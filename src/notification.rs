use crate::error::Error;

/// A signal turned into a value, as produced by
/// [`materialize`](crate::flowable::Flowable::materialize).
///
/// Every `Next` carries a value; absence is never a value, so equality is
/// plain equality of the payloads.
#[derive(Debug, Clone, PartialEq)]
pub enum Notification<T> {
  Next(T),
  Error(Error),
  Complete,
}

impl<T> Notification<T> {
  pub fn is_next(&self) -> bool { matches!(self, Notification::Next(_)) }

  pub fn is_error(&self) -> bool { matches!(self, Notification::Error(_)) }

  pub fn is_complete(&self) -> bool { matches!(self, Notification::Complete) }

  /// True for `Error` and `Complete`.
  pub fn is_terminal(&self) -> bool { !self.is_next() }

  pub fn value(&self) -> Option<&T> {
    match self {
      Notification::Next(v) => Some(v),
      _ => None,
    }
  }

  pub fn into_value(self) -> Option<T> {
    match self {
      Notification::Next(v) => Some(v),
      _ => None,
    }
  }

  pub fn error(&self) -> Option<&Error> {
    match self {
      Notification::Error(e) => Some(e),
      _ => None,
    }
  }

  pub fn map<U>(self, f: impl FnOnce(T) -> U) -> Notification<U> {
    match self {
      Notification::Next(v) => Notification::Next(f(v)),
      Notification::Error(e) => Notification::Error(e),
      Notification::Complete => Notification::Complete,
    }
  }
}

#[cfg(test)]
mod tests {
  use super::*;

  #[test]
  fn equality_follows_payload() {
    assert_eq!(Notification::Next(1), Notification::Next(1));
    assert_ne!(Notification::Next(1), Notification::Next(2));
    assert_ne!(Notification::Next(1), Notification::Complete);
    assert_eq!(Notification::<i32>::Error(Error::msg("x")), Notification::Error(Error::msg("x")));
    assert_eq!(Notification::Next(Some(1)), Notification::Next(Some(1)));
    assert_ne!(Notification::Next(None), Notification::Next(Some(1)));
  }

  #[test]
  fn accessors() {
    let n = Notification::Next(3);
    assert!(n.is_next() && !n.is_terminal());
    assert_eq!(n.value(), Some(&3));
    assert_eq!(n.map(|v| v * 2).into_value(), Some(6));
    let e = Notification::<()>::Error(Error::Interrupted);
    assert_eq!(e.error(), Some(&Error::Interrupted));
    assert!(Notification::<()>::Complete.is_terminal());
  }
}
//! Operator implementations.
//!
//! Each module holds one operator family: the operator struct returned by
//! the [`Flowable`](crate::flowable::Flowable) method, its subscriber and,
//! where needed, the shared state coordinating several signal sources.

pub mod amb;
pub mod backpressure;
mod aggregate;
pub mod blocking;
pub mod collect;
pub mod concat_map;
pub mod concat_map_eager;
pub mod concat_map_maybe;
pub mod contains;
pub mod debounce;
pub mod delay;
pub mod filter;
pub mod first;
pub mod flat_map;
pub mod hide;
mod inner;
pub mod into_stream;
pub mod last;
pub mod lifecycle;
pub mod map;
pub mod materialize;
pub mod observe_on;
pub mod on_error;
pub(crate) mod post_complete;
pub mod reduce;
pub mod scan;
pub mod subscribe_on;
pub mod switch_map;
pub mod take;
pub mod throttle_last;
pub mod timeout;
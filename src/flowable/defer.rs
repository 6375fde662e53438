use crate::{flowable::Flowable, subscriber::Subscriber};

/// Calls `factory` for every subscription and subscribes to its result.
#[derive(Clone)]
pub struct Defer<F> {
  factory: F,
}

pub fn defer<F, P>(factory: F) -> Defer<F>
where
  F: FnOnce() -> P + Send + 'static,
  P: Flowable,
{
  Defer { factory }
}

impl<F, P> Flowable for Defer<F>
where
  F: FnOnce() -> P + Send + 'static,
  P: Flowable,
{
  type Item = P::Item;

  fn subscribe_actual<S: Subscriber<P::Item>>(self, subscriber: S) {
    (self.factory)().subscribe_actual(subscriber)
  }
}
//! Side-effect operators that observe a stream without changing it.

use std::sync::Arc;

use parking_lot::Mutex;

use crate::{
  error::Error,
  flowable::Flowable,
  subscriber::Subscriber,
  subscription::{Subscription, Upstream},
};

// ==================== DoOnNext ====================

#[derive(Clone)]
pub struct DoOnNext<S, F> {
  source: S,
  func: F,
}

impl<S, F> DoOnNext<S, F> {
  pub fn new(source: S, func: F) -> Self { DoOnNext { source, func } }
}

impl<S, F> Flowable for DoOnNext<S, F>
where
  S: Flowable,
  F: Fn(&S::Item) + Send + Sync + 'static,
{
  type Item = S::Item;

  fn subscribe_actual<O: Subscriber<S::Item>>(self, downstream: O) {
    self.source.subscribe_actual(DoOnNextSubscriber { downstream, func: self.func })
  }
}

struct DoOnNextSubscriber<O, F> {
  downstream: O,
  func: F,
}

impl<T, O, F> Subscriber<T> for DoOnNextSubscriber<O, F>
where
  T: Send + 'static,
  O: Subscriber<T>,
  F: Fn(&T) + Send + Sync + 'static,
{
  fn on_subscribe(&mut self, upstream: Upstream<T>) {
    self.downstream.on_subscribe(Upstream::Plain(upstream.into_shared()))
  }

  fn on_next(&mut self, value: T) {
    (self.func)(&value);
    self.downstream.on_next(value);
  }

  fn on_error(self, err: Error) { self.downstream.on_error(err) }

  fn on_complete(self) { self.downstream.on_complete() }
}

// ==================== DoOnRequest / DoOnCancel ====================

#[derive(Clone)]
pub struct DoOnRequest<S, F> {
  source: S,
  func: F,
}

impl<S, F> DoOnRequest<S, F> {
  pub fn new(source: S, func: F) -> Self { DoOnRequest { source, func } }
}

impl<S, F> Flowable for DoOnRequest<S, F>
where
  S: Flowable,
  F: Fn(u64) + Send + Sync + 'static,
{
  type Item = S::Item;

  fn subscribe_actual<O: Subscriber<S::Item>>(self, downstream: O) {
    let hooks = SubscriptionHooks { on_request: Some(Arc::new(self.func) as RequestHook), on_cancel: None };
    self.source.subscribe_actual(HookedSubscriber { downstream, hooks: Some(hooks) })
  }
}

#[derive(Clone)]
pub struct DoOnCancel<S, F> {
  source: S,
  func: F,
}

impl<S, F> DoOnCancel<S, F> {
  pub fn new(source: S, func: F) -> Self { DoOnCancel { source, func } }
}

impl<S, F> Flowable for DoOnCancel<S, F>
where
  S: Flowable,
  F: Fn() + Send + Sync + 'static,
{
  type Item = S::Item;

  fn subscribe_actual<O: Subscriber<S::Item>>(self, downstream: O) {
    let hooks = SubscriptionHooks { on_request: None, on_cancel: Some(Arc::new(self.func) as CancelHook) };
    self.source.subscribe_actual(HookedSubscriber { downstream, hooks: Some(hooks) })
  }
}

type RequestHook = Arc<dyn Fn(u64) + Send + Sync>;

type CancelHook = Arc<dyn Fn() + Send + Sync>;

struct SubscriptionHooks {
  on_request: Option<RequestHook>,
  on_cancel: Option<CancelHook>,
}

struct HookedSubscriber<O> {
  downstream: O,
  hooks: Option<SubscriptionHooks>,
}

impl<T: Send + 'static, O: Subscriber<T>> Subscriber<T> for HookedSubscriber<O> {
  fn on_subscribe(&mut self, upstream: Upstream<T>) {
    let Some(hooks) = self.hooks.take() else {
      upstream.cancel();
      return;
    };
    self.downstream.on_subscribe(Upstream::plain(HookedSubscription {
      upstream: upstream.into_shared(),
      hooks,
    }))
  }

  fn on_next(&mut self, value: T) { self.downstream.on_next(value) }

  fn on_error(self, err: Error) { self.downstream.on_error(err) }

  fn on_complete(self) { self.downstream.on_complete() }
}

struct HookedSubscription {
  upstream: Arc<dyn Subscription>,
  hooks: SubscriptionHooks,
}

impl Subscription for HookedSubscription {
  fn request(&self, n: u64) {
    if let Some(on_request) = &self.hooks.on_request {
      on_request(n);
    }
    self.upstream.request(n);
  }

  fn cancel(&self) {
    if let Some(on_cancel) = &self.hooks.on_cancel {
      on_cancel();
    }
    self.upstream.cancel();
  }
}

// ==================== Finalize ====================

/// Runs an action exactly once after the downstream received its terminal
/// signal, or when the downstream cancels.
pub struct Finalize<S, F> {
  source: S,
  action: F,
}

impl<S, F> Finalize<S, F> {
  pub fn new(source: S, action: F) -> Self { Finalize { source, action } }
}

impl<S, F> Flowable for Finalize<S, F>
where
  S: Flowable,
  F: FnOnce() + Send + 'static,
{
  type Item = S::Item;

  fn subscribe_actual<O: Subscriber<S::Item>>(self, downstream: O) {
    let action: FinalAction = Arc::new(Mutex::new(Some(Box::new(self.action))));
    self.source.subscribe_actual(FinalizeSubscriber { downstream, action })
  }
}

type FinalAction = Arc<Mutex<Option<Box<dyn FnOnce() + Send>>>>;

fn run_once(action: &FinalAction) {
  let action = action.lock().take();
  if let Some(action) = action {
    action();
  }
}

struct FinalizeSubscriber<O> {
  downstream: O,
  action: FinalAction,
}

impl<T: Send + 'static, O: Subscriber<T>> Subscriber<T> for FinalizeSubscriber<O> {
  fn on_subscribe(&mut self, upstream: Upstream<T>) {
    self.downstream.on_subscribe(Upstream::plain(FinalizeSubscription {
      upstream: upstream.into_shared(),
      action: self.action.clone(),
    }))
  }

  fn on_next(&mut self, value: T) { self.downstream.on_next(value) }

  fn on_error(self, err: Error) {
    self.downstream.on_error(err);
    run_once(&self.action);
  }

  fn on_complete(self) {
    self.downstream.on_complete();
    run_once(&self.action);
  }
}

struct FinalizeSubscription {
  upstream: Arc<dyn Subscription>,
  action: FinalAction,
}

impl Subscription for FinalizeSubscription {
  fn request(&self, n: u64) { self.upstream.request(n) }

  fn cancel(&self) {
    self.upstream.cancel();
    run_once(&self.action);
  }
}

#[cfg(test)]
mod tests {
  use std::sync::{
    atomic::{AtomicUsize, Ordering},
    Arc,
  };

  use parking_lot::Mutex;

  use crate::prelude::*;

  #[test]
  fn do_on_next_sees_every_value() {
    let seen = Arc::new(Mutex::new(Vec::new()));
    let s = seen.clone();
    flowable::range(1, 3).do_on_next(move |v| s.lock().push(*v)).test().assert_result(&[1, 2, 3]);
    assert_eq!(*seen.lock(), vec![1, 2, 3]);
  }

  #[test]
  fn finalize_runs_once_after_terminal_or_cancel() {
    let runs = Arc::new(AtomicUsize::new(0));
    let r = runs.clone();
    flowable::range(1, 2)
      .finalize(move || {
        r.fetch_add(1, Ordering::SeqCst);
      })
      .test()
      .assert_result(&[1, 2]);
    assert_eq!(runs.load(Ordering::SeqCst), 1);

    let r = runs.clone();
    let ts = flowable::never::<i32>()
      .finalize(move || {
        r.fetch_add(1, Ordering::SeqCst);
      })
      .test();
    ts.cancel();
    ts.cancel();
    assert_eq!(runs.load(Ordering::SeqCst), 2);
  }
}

■ PROMPT: Go through the material above, and wherever a line contains the string "Ordering", return it.

■ ANSWER TO THE EXERCISE:
    atomic::{AtomicUsize, Ordering},
        r.fetch_add(1, Ordering::SeqCst);
    assert_eq!(runs.load(Ordering::SeqCst), 1);
        r.fetch_add(1, Ordering::SeqCst);
    assert_eq!(runs.load(Ordering::SeqCst), 2);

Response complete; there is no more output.